//! # Bid — one committed entry in an auction's ledger
//!
//! A `Bid` exists only after the BidProcessor accepted it inside the
//! auction's exclusive section. It is immutable from that point on:
//! never mutated, never deleted, never reordered. Its `sequence` is the
//! position in the auction's append-only ledger and its `placed_at` is
//! the commit instant (the same instant the clock check used), not the
//! instant the bidder hit submit.

use chrono::{DateTime, Utc};
use rust_decimal::Decimal;
use serde::{Deserialize, Serialize};

use crate::{AuctionId, BidId, BidderId};

/// A committed bid.
#[derive(Debug, Clone, PartialEq, Eq, Serialize, Deserialize)]
pub struct Bid {
    /// Globally unique bid identifier, derived from `(auction_id, sequence)`.
    pub id: BidId,
    /// The auction this bid belongs to.
    pub auction_id: AuctionId,
    /// Who placed the bid.
    pub bidder_id: BidderId,
    /// The offered amount. Strictly positive, validated before commit.
    pub amount: Decimal,
    /// Position in the auction's ledger. Contiguous from 1, assigned at
    /// commit, never reused.
    pub sequence: u64,
    /// UTC instant of commit.
    pub placed_at: DateTime<Utc>,
}

impl Bid {
    /// Build a bid for the given ledger slot. The id is derived from the
    /// slot, so re-running the same commit produces the same bid.
    #[must_use]
    pub fn new(
        auction_id: AuctionId,
        bidder_id: BidderId,
        amount: Decimal,
        sequence: u64,
        placed_at: DateTime<Utc>,
    ) -> Self {
        Self {
            id: BidId::deterministic(auction_id, sequence),
            auction_id,
            bidder_id,
            amount,
            sequence,
            placed_at,
        }
    }
}

/// Dummy bids for testing. **Never use in production.**
#[cfg(any(test, feature = "test-helpers"))]
impl Bid {
    /// A dummy bid by a fresh bidder, placed now.
    pub fn dummy(auction_id: AuctionId, amount: Decimal, sequence: u64) -> Self {
        Self::new(auction_id, BidderId::new(), amount, sequence, Utc::now())
    }
}

#[cfg(test)]
mod tests {
    use super::*;

    fn dec(n: i64) -> Decimal {
        Decimal::new(n, 0)
    }

    #[test]
    fn id_is_derived_from_the_ledger_slot() {
        let auction_id = AuctionId::from_bytes([9; 16]);
        let a = Bid::new(auction_id, BidderId::new(), dec(1000), 1, Utc::now());
        let b = Bid::new(auction_id, BidderId::new(), dec(2000), 1, Utc::now());
        // Same slot, same id, regardless of bidder or amount.
        assert_eq!(a.id, b.id);
        let c = Bid::new(auction_id, BidderId::new(), dec(1000), 2, Utc::now());
        assert_ne!(a.id, c.id);
    }

    #[test]
    fn dummy_carries_the_given_slot() {
        let auction_id = AuctionId::new();
        let bid = Bid::dummy(auction_id, dec(1050), 2);
        assert_eq!(bid.auction_id, auction_id);
        assert_eq!(bid.amount, dec(1050));
        assert_eq!(bid.sequence, 2);
    }

    #[test]
    fn serde_roundtrip() {
        let bid = Bid::dummy(AuctionId::new(), dec(1000), 1);
        let json = serde_json::to_string(&bid).unwrap();
        let back: Bid = serde_json::from_str(&json).unwrap();
        assert_eq!(bid, back);
    }
}
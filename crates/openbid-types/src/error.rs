//! Error types for the OpenBid bidding engine.
//!
//! All errors use the `OB_ERR_` prefix convention for easy grepping in logs.
//! Error codes are grouped by subsystem:
//! - 1xx: Auction lifecycle errors
//! - 2xx: Bid validation errors
//! - 3xx: Ledger errors
//! - 4xx: Registry / exclusive-section errors
//! - 9xx: General / internal errors
//!
//! Validation failures (1xx/2xx) are expected outcomes of concurrent
//! bidding and are returned synchronously to the caller as data. Only
//! `Storage` is retryable; everything else is terminal for the request.

use chrono::{DateTime, Utc};
use rust_decimal::Decimal;
use thiserror::Error;

use crate::{AuctionId, AuctionStatus};

/// Central error enum for all OpenBid operations.
#[derive(Debug, Error)]
pub enum BidError {
    // =================================================================
    // Auction Lifecycle Errors (1xx)
    // =================================================================
    /// No auction exists under this id.
    #[error("OB_ERR_100: Auction not found: {0}")]
    AuctionNotFound(AuctionId),

    /// The auction creation inputs failed validation.
    #[error("OB_ERR_101: Invalid auction: {reason}")]
    InvalidAuction { reason: String },

    /// An auction with this id already exists.
    #[error("OB_ERR_102: Auction already exists: {0}")]
    DuplicateAuction(AuctionId),

    /// The bidding window has not opened yet.
    #[error("OB_ERR_103: Auction not open yet: bidding opens at {opens_at}")]
    AuctionNotYetOpen { opens_at: DateTime<Utc> },

    /// The bidding window has ended (or the auction is settled).
    #[error("OB_ERR_104: Auction closed: bidding ended at {closed_at}")]
    AuctionClosed { closed_at: DateTime<Utc> },

    /// The requested status change is not a legal forward transition.
    #[error("OB_ERR_105: Invalid status transition: {from} -> {to}")]
    InvalidTransition {
        from: AuctionStatus,
        to: AuctionStatus,
    },

    // =================================================================
    // Bid Validation Errors (2xx)
    // =================================================================
    /// The offered amount is not a positive value.
    #[error("OB_ERR_200: Invalid bid amount: {reason}")]
    InvalidAmount { reason: String },

    /// The offered amount does not reach the current minimum. Carries the
    /// minimum so the caller can render "minimum required is {minimum}".
    #[error("OB_ERR_201: Bid below minimum: offered {offered}, minimum required {minimum}")]
    BelowMinimum { offered: Decimal, minimum: Decimal },

    // =================================================================
    // Ledger Errors (3xx)
    // =================================================================
    /// An append targeted a sequence slot that is already occupied.
    #[error("OB_ERR_300: Sequence conflict on auction {auction_id}: slot {sequence} occupied")]
    SequenceConflict { auction_id: AuctionId, sequence: u64 },

    /// An offline audit of the ledger found a broken invariant.
    #[error("OB_ERR_301: Ledger invariant violation: {reason}")]
    LedgerInvariantViolation { reason: String },

    // =================================================================
    // Registry / Exclusive-Section Errors (4xx)
    // =================================================================
    /// The auction's exclusive section could not be acquired within the
    /// lease window. The caller produced no side effects and may retry.
    #[error("OB_ERR_400: Lease timeout: auction {auction_id} still held after {waited_ms}ms")]
    LeaseTimeout { auction_id: AuctionId, waited_ms: u64 },

    // =================================================================
    // General / Internal (9xx)
    // =================================================================
    /// Unrecoverable internal error.
    #[error("OB_ERR_900: Internal error: {0}")]
    Internal(String),

    /// A fault in the backing store. Transient; the commit path retries
    /// these a bounded number of times before giving up.
    #[error("OB_ERR_901: Storage error: {0}")]
    Storage(String),
}

impl BidError {
    /// The stable `OB_ERR_` code for this error, for log grepping and
    /// API-layer mapping.
    #[must_use]
    pub fn code(&self) -> &'static str {
        match self {
            Self::AuctionNotFound(_) => "OB_ERR_100",
            Self::InvalidAuction { .. } => "OB_ERR_101",
            Self::DuplicateAuction(_) => "OB_ERR_102",
            Self::AuctionNotYetOpen { .. } => "OB_ERR_103",
            Self::AuctionClosed { .. } => "OB_ERR_104",
            Self::InvalidTransition { .. } => "OB_ERR_105",
            Self::InvalidAmount { .. } => "OB_ERR_200",
            Self::BelowMinimum { .. } => "OB_ERR_201",
            Self::SequenceConflict { .. } => "OB_ERR_300",
            Self::LedgerInvariantViolation { .. } => "OB_ERR_301",
            Self::LeaseTimeout { .. } => "OB_ERR_400",
            Self::Internal(_) => "OB_ERR_900",
            Self::Storage(_) => "OB_ERR_901",
        }
    }

    /// `true` for transient faults worth retrying inside the commit path.
    #[must_use]
    pub fn is_retryable(&self) -> bool {
        matches!(self, Self::Storage(_))
    }
}

/// Crate-wide `Result` alias.
pub type Result<T> = std::result::Result<T, BidError>;

// Conversion from std::io::Error, for BidStore implementations backed by
// real storage.
impl From<std::io::Error> for BidError {
    fn from(err: std::io::Error) -> Self {
        Self::Storage(err.to_string())
    }
}
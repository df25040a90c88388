//! Bounded retry with exponential backoff for transient storage faults.
//!
//! The commit path runs inside an auction's exclusive section, so retries
//! must stay short and bounded: the policy caps both the attempt count
//! and the per-attempt delay. Only errors classified retryable by
//! [`BidError::is_retryable`] are retried; everything else returns on the
//! first failure.
//!
//! [`BidError::is_retryable`]: crate::BidError::is_retryable

use std::time::Duration;

use serde::{Deserialize, Serialize};

use crate::{Result, constants};

/// Retry schedule: `base * 2^(attempt-1)` milliseconds, capped at `max`.
#[derive(Debug, Clone, Copy, PartialEq, Eq, Serialize, Deserialize)]
pub struct RetryPolicy {
    /// Total attempts, including the first one. At least 1.
    pub max_attempts: u32,
    /// Delay before the second attempt, in milliseconds.
    pub base_delay_ms: u64,
    /// Ceiling for any single delay, in milliseconds.
    pub max_delay_ms: u64,
}

impl Default for RetryPolicy {
    fn default() -> Self {
        Self {
            max_attempts: constants::DEFAULT_COMMIT_ATTEMPTS,
            base_delay_ms: constants::DEFAULT_RETRY_BASE_MS,
            max_delay_ms: constants::DEFAULT_RETRY_MAX_MS,
        }
    }
}

impl RetryPolicy {
    /// # Panics
    /// Panics if `max_attempts` is zero.
    #[must_use]
    pub fn new(max_attempts: u32, base_delay_ms: u64, max_delay_ms: u64) -> Self {
        assert!(max_attempts >= 1, "RetryPolicy requires at least 1 attempt");
        Self {
            max_attempts,
            base_delay_ms,
            max_delay_ms,
        }
    }

    /// A policy that retries immediately, for tests.
    #[must_use]
    pub fn no_delay(max_attempts: u32) -> Self {
        Self::new(max_attempts, 0, 0)
    }

    /// The delay after the given 1-based attempt failed.
    #[must_use]
    pub fn delay_after(&self, attempt: u32) -> Duration {
        // Shift clamp keeps 2^exp inside u64 for absurd attempt counts.
        let exp = attempt.saturating_sub(1).min(16);
        let ms = self
            .base_delay_ms
            .saturating_mul(1u64 << exp)
            .min(self.max_delay_ms);
        Duration::from_millis(ms)
    }

    /// Run `op` under this policy.
    ///
    /// Returns the first success, the first non-retryable error, or the
    /// last error once attempts are exhausted.
    pub fn run<T>(&self, mut op: impl FnMut() -> Result<T>) -> Result<T> {
        let mut attempt = 0u32;
        loop {
            attempt += 1;
            match op() {
                Ok(value) => return Ok(value),
                Err(err) if err.is_retryable() && attempt < self.max_attempts => {
                    let delay = self.delay_after(attempt);
                    if !delay.is_zero() {
                        std::thread::sleep(delay);
                    }
                }
                Err(err) => return Err(err),
            }
        }
    }
}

__________

In the listing above, find the line containing "amount, sequence, Utc::now())" and the line containing "outcomes of concurrent", then retype both and every line between them exactly, with nothing else.

        Self::new(auction_id, BidderId::new(), amount, sequence, Utc::now())
    }
}

#[cfg(test)]
mod tests {
    use super::*;

    fn dec(n: i64) -> Decimal {
        Decimal::new(n, 0)
    }

    #[test]
    fn id_is_derived_from_the_ledger_slot() {
        let auction_id = AuctionId::from_bytes([9; 16]);
        let a = Bid::new(auction_id, BidderId::new(), dec(1000), 1, Utc::now());
        let b = Bid::new(auction_id, BidderId::new(), dec(2000), 1, Utc::now());
        // Same slot, same id, regardless of bidder or amount.
        assert_eq!(a.id, b.id);
        let c = Bid::new(auction_id, BidderId::new(), dec(1000), 2, Utc::now());
        assert_ne!(a.id, c.id);
    }

    #[test]
    fn dummy_carries_the_given_slot() {
        let auction_id = AuctionId::new();
        let bid = Bid::dummy(auction_id, dec(1050), 2);
        assert_eq!(bid.auction_id, auction_id);
        assert_eq!(bid.amount, dec(1050));
        assert_eq!(bid.sequence, 2);
    }

    #[test]
    fn serde_roundtrip() {
        let bid = Bid::dummy(AuctionId::new(), dec(1000), 1);
        let json = serde_json::to_string(&bid).unwrap();
        let back: Bid = serde_json::from_str(&json).unwrap();
        assert_eq!(bid, back);
    }
}
filename crates/openbid-types/src/error.rs
//! Error types for the OpenBid bidding engine.
//!
//! All errors use the `OB_ERR_` prefix convention for easy grepping in logs.
//! Error codes are grouped by subsystem:
//! - 1xx: Auction lifecycle errors
//! - 2xx: Bid validation errors
//! - 3xx: Ledger errors
//! - 4xx: Registry / exclusive-section errors
//! - 9xx: General / internal errors
//!
//! Validation failures (1xx/2xx) are expected outcomes of concurrent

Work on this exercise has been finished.